Nie każemy też już dzieciom siedzieć cicho, a córkom mówić, że mają być grzeczne i ładne. 

My - matki, które to hasło słyszałyśmy w dzieciństwie, musimy się w tej kwestii pilnować. Zorientowałam się niedawno, że za każdym razem jak chcę powiedzieć coś miłego mojej córce, mówię: „Jesteś taka ładna”. Jasne, nasze dziecko jest dla nas najpiękniejsze, ale teraz staram się gryźć w język. Bo równie dobrze można powiedzieć „Jesteś taka mądra", „Jesteś taka sprytna, zaradna, samodzielna, zdolna”. Bo „ładna” narzuca jakiś światopogląd. Jest sygnałem, że bycie ładną jest ważne, a wręcz najważniejsze. 

 
 
 
 
 
Wyświetl ten post na Instagramie.
 
 
 
 
 
 
 
 
 
 
 

Post udostępniony przez Magda Popławska (@magda.poplawska)

 

Wierzysz w młode pokolenie i ich wizję świata?

Bardzo! Myślę, że jeśli nasze dzieci nie zatopią się w cyberprzestrzeni, że będą od nas dużo mądrzejsze i bardziej świadome - jako kobiety, jako ludzie, jako obywatele. Jestem zadowolona z tych wszystkich zmian, które się dziś dokonują. Marzę, żeby te wszystkie świętości wreszcie upadły. Bo przecież tak naprawdę nikt nie jest święty, nawet ci nasi idole, te ikony często się okazują dla najbliższych okrutni, słabi, źli. Każdy z nas w różnych momentach bywa „świnią", przepraszam świnie. Przez to, że te autorytety zostaną obnażone ze świętości, naszym dzieciom będzie łatwiej żyć. Bo kiedy nastąpi jakieś naruszenie, będą umiały powiedzieć "nie". A przecież najważniejsze jest, żeby nasze dzieci wychowywały się w poczuciu bezpieczeństwa. To też ważne w dyskusji antyaborcyjnej. Moim zdaniem najważniejsze jest prawo dziecka do szczęśliwego dzieciństwa. Do tego, by być kochanym, do przyjścia na ten świat oczekiwanym. Gloryfikowane jest prawo do życia, a ja uważam, że ważniejszym jest prawo do życia w kochającej rodzinie.

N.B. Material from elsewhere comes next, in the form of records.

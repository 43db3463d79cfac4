use std::collections::BTreeSet;
use std::sync::Arc;

use chrono::Utc;
use futures::future::join_all;
use futures::stream::{FuturesUnordered, StreamExt};
use serde::Serialize;
use tokio::sync::mpsc;
use tracing::{debug, info, warn};

use super::{QuoteOrchestrator, ACTOR};
use crate::audit::{AuditCategory, AuditEvent, AuditOutcome};
use crate::domain::agency_location::AgencyLocation;
use crate::domain::application::{Application, ApplicationState, OutcomeTally};
use crate::domain::insurer::Insurer;
use crate::domain::policy::Policy;
use crate::domain::policy_type::PolicyType;
use crate::domain::quote::QuoteOutcome;
use crate::errors::{DomainError, EngineError};
use crate::integrations::{QuoteIntegration, QuoteRequest};
use crate::notifications::{NotificationEvent, QuotingSummary};
use crate::ports::{NewQuote, QuoteProgress};

/// Emitted while quoting in streaming mode. `Done` is always last and sent once.
#[derive(Clone, Debug, PartialEq, Serialize)]
#[serde(tag = "type", content = "data", rename_all = "snake_case")]
pub enum QuoteStreamEvent {
    Quote(QuoteOutcome),
    Done(QuotingReport),
}

#[derive(Clone, Debug, PartialEq, Serialize)]
pub struct QuotingReport {
    pub outcomes: Vec<QuoteOutcome>,
    pub state: ApplicationState,
    pub quoted_types: BTreeSet<PolicyType>,
}

#[derive(Clone, Copy, Debug, PartialEq, Eq)]
enum QuotingMode {
    Live,
    /// Quotes are computed but nothing is persisted or announced.
    Test,
}

impl QuotingMode {
    fn persists(self) -> bool {
        self == Self::Live
    }
}

/// One (policy, insurer) combination with a registered adapter.
struct QuotePair<'a> {
    policy: &'a Policy,
    insurer: &'a Insurer,
    integration: Arc<dyn QuoteIntegration>,
}

impl QuoteOrchestrator {
    /// Quotes every eligible pair and waits for all of them.
    ///
    /// Fails with `NoQuotesPossible` when no adapter produced an outcome.
    pub async fn run_quotes(&self, app: &Application) -> Result<QuotingReport, EngineError> {
        let report = self.quote_batch(app, QuotingMode::Live).await?;
        if report.outcomes.is_empty() {
            return Err(DomainError::NoQuotesPossible(format!(
                "no insurer produced a quote for application {}",
                app.id
            ))
            .into());
        }
        Ok(report)
    }

    /// Same fan-out as `run_quotes`, without persistence or notifications.
    pub async fn run_test(&self, app: &Application) -> Result<QuotingReport, EngineError> {
        self.quote_batch(app, QuotingMode::Test).await
    }

    /// Quotes every eligible pair, forwarding each outcome as soon as it lands.
    ///
    /// Keeps quoting when the receiver goes away; outcomes are still recorded.
    pub async fn run_quotes_streaming(
        &self,
        app: &Application,
        sender: mpsc::UnboundedSender<QuoteStreamEvent>,
    ) -> Result<QuotingReport, EngineError> {
        let agency = app.agency()?;
        let pairs = self.quote_pairs(app, agency);
        self.begin(app, pairs.len(), QuotingMode::Live).await;

        let mut tally = OutcomeTally::new(app.policy_types());
        let mut outcomes = Vec::with_capacity(pairs.len());
        let mut pending: FuturesUnordered<_> = pairs
            .iter()
            .map(|pair| self.quote_one(app, agency, pair, QuotingMode::Live))
            .collect();

        let mut receiver_open = true;
        while let Some(result) = pending.next().await {
            let Some(outcome) = result else {
                continue;
            };
            tally.record(&outcome);
            if receiver_open && sender.send(QuoteStreamEvent::Quote(outcome.clone())).is_err() {
                receiver_open = false;
                debug!(
                    event_name = "quote.stream.receiver_closed",
                    correlation_id = %app.correlation_id,
                    "stream receiver dropped; quoting continues"
                );
            }
            outcomes.push(outcome);
        }

        let report = self.finish(app, agency, tally, outcomes, QuotingMode::Live).await;
        if receiver_open {
            let _ = sender.send(QuoteStreamEvent::Done(report.clone()));
        }
        Ok(report)
    }

    async fn quote_batch(
        &self,
        app: &Application,
        mode: QuotingMode,
    ) -> Result<QuotingReport, EngineError> {
        let agency = app.agency()?;
        let pairs = self.quote_pairs(app, agency);
        self.begin(app, pairs.len(), mode).await;

        let results =
            join_all(pairs.iter().map(|pair| self.quote_one(app, agency, pair, mode))).await;

        let mut tally = OutcomeTally::new(app.policy_types());
        let outcomes: Vec<QuoteOutcome> = results.into_iter().flatten().collect();
        for outcome in &outcomes {
            tally.record(outcome);
        }

        Ok(self.finish(app, agency, tally, outcomes, mode).await)
    }

    fn quote_pairs<'a>(&self, app: &'a Application, agency: &AgencyLocation) -> Vec<QuotePair<'a>> {
        let now = Utc::now();
        let mut pairs = Vec::new();

        for policy in &app.policies {
            for insurer in &app.insurers {
                let policy_type = policy.policy_type;
                if !insurer.supports(policy_type) || !agency.insurer_enabled(insurer.id, policy_type) {
                    continue;
                }
                if !policy.insurers.is_empty() && !policy.insurers.contains(&insurer.id) {
                    continue;
                }
                if insurer.in_outage(now) {
                    warn!(
                        event_name = "quote.insurer.outage",
                        correlation_id = %app.correlation_id,
                        insurer_id = %insurer.id,
                        policy_type = %policy_type,
                        "insurer is in an outage window; skipped"
                    );
                    continue;
                }
                let Some(integration) =
                    self.deps.integrations.quote_integration(&insurer.slug, policy_type)
                else {
                    debug!(
                        event_name = "quote.integration.missing",
                        correlation_id = %app.correlation_id,
                        insurer_slug = %insurer.slug,
                        policy_type = %policy_type,
                        "no quote integration registered; skipped"
                    );
                    continue;
                };
                pairs.push(QuotePair { policy, insurer, integration });
            }
        }
        pairs
    }

    async fn begin(&self, app: &Application, pairs: usize, mode: QuotingMode) {
        info!(
            event_name = "quote.run.start",
            correlation_id = %app.correlation_id,
            application_id = %app.id,
            pairs,
            test = !mode.persists(),
            "quoting started"
        );
        if mode.persists() {
            self.record_progress(app, QuoteProgress::Quoting).await;
        }
    }

    async fn quote_one(
        &self,
        app: &Application,
        agency: &AgencyLocation,
        pair: &QuotePair<'_>,
        mode: QuotingMode,
    ) -> Option<QuoteOutcome> {
        let environment = self.deps.config.runtime.environment;
        let request = QuoteRequest {
            application: app,
            agency,
            policy: pair.policy,
            insurer: pair.insurer,
            credentials: pair.insurer.credentials(environment),
            environment,
        };

        let mut outcome = match pair.integration.quote(request).await {
            Ok(outcome) => outcome,
            Err(error) => {
                warn!(
                    event_name = "quote.integration.failed",
                    correlation_id = %app.correlation_id,
                    insurer_id = %pair.insurer.id,
                    policy_type = %pair.policy.policy_type,
                    error = %error,
                    "integration failed; no quote from this insurer"
                );
                return None;
            }
        };
        outcome.insurer_id = pair.insurer.id;
        outcome.policy_type = pair.policy.policy_type;
        if outcome.insurer_name.is_empty() {
            outcome.insurer_name = pair.insurer.name.clone();
        }

        if mode.persists() {
            let record = NewQuote {
                application_id: app.id,
                agency_location_id: agency.id,
                insurer_id: outcome.insurer_id,
                policy_type: outcome.policy_type,
                amount: outcome.amount,
                status: outcome.aggregated_status(),
                letter: outcome.letter.clone(),
            };
            match self.deps.quotes.record_quote(record).await {
                Ok(quote_id) => outcome.quote_id = Some(quote_id),
                Err(error) => warn!(
                    event_name = "quote.record.failed",
                    correlation_id = %app.correlation_id,
                    insurer_id = %outcome.insurer_id,
                    error = %error,
                    "failed to record quote"
                ),
            }
        }
        Some(outcome)
    }

    async fn finish(
        &self,
        app: &Application,
        agency: &AgencyLocation,
        tally: OutcomeTally,
        outcomes: Vec<QuoteOutcome>,
        mode: QuotingMode,
    ) -> QuotingReport {
        let state = tally.resulting_state();
        let quoted_types = tally.quoted_types();
        info!(
            event_name = "quote.run.complete",
            correlation_id = %app.correlation_id,
            application_id = %app.id,
            outcomes = outcomes.len(),
            state = %state,
            "quoting finished"
        );

        if mode.persists() {
            self.record_progress(app, QuoteProgress::Complete).await;
            if app.state.can_transition_to(state) {
                self.transition(app, state).await;
            }

            let summary = quoting_summary(app, agency, &outcomes, &quoted_types);
            let event = if outcomes.is_empty() {
                NotificationEvent::NoQuotesProduced(summary)
            } else {
                match state {
                    ApplicationState::Quoted => NotificationEvent::ApplicationQuoted(summary),
                    ApplicationState::Referred => NotificationEvent::ApplicationReferred(summary),
                    ApplicationState::New => NotificationEvent::QuotingFinished(summary),
                }
            };
            self.deps.notifications.publish(event);
        }

        QuotingReport { outcomes, state, quoted_types }
    }

    async fn record_progress(&self, app: &Application, progress: QuoteProgress) {
        if let Err(error) = self.deps.applications.update_progress(app.id, progress).await {
            warn!(
                event_name = "application.progress.failed",
                correlation_id = %app.correlation_id,
                application_id = %app.id,
                progress = progress.as_str(),
                error = %error,
                "failed to record quote progress"
            );
        }
    }

    /// Single-row conditional write; a concurrent requote may already have moved the row.
    async fn transition(&self, app: &Application, to: ApplicationState) {
        let outcome = match self.deps.applications.transition_state(app.id, app.state, to).await {
            Ok(true) => AuditOutcome::Success,
            Ok(false) => {
                warn!(
                    event_name = "application.state.stale",
                    correlation_id = %app.correlation_id,
                    application_id = %app.id,
                    from = %app.state,
                    to = %to,
                    "application state changed underneath this run"
                );
                AuditOutcome::Rejected
            }
            Err(error) => {
                warn!(
                    event_name = "application.state.failed",
                    correlation_id = %app.correlation_id,
                    application_id = %app.id,
                    error = %error,
                    "failed to persist application state"
                );
                AuditOutcome::Failed
            }
        };

        self.deps.audit.emit(
            AuditEvent::new(
                Some(app.id),
                None,
                app.correlation_id.clone(),
                "application.state_transition",
                AuditCategory::Quoting,
                ACTOR,
                outcome,
            )
            .with_metadata("from", app.state.as_str())
            .with_metadata("to", to.as_str()),
        );
    }
}

fn quoting_summary(
    app: &Application,
    agency: &AgencyLocation,
    outcomes: &[QuoteOutcome],
    quoted_types: &BTreeSet<PolicyType>,
) -> QuotingSummary {
    let contact = app.business.primary_contact();
    QuotingSummary {
        application_id: app.id,
        correlation_id: app.correlation_id.clone(),
        business_name: app.business.name.clone(),
        customer_name: contact.map(|contact| contact.full_name()).unwrap_or_default(),
        customer_email: contact.map(|contact| contact.email.clone()).unwrap_or_default(),
        agency_location_id: agency.id,
        agency_name: agency.agency_name.clone(),
        agency_email: agency.email.clone(),
        agency_phone: agency.phone.clone(),
        is_house_agency: agency.is_house_agency(),
        policy_types: app.policy_types(),
        quoted_types: quoted_types.iter().copied().collect(),
        outcomes: outcomes.to_vec(),
    }
}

Takiej rodzinie, w której matka nie została zmuszona przez polityków do jego urodzenia. Sama jestem zafascynowana macierzyństwem, czego się nie spodziewałam i nie planowałam! Dla mnie to największe szczęście, jakie mogło mnie spotkać. Tym bardziej te wszystkie spływające informacje są dla mnie dołujące. Garstka radykałów zawsze będzie. Mają prawo do swoich przekonań, ale ważne, żeby nam nie narzucali swoich idei. Niech każda kobieta stanowi o sobie. 

Wybiegasz daleko w przyszłość?

Nie bardzo. Jak oglądam dokument Davida Attenborough to płaczę, a jak czasem spotykam obrzydliwych, okrutnych ludzi na ulicach, to się zastanawiam, dlaczego tacy musimy być. Myśląc o przyszłości, z jednej strony wiem, że czeka nas trudny czas podnoszenia się po pandemii. Sytuacja gospodarcza i finansowa będzie na pewno rodziła wiele frustracji. Z drugiej jednak strony myślę o tym, że zaczęła się wiosna, moje dziecko jest na balecie, psy słodko śpią, a ja zaraz jadę na terapię (śmiech). Jestem szczęśliwa!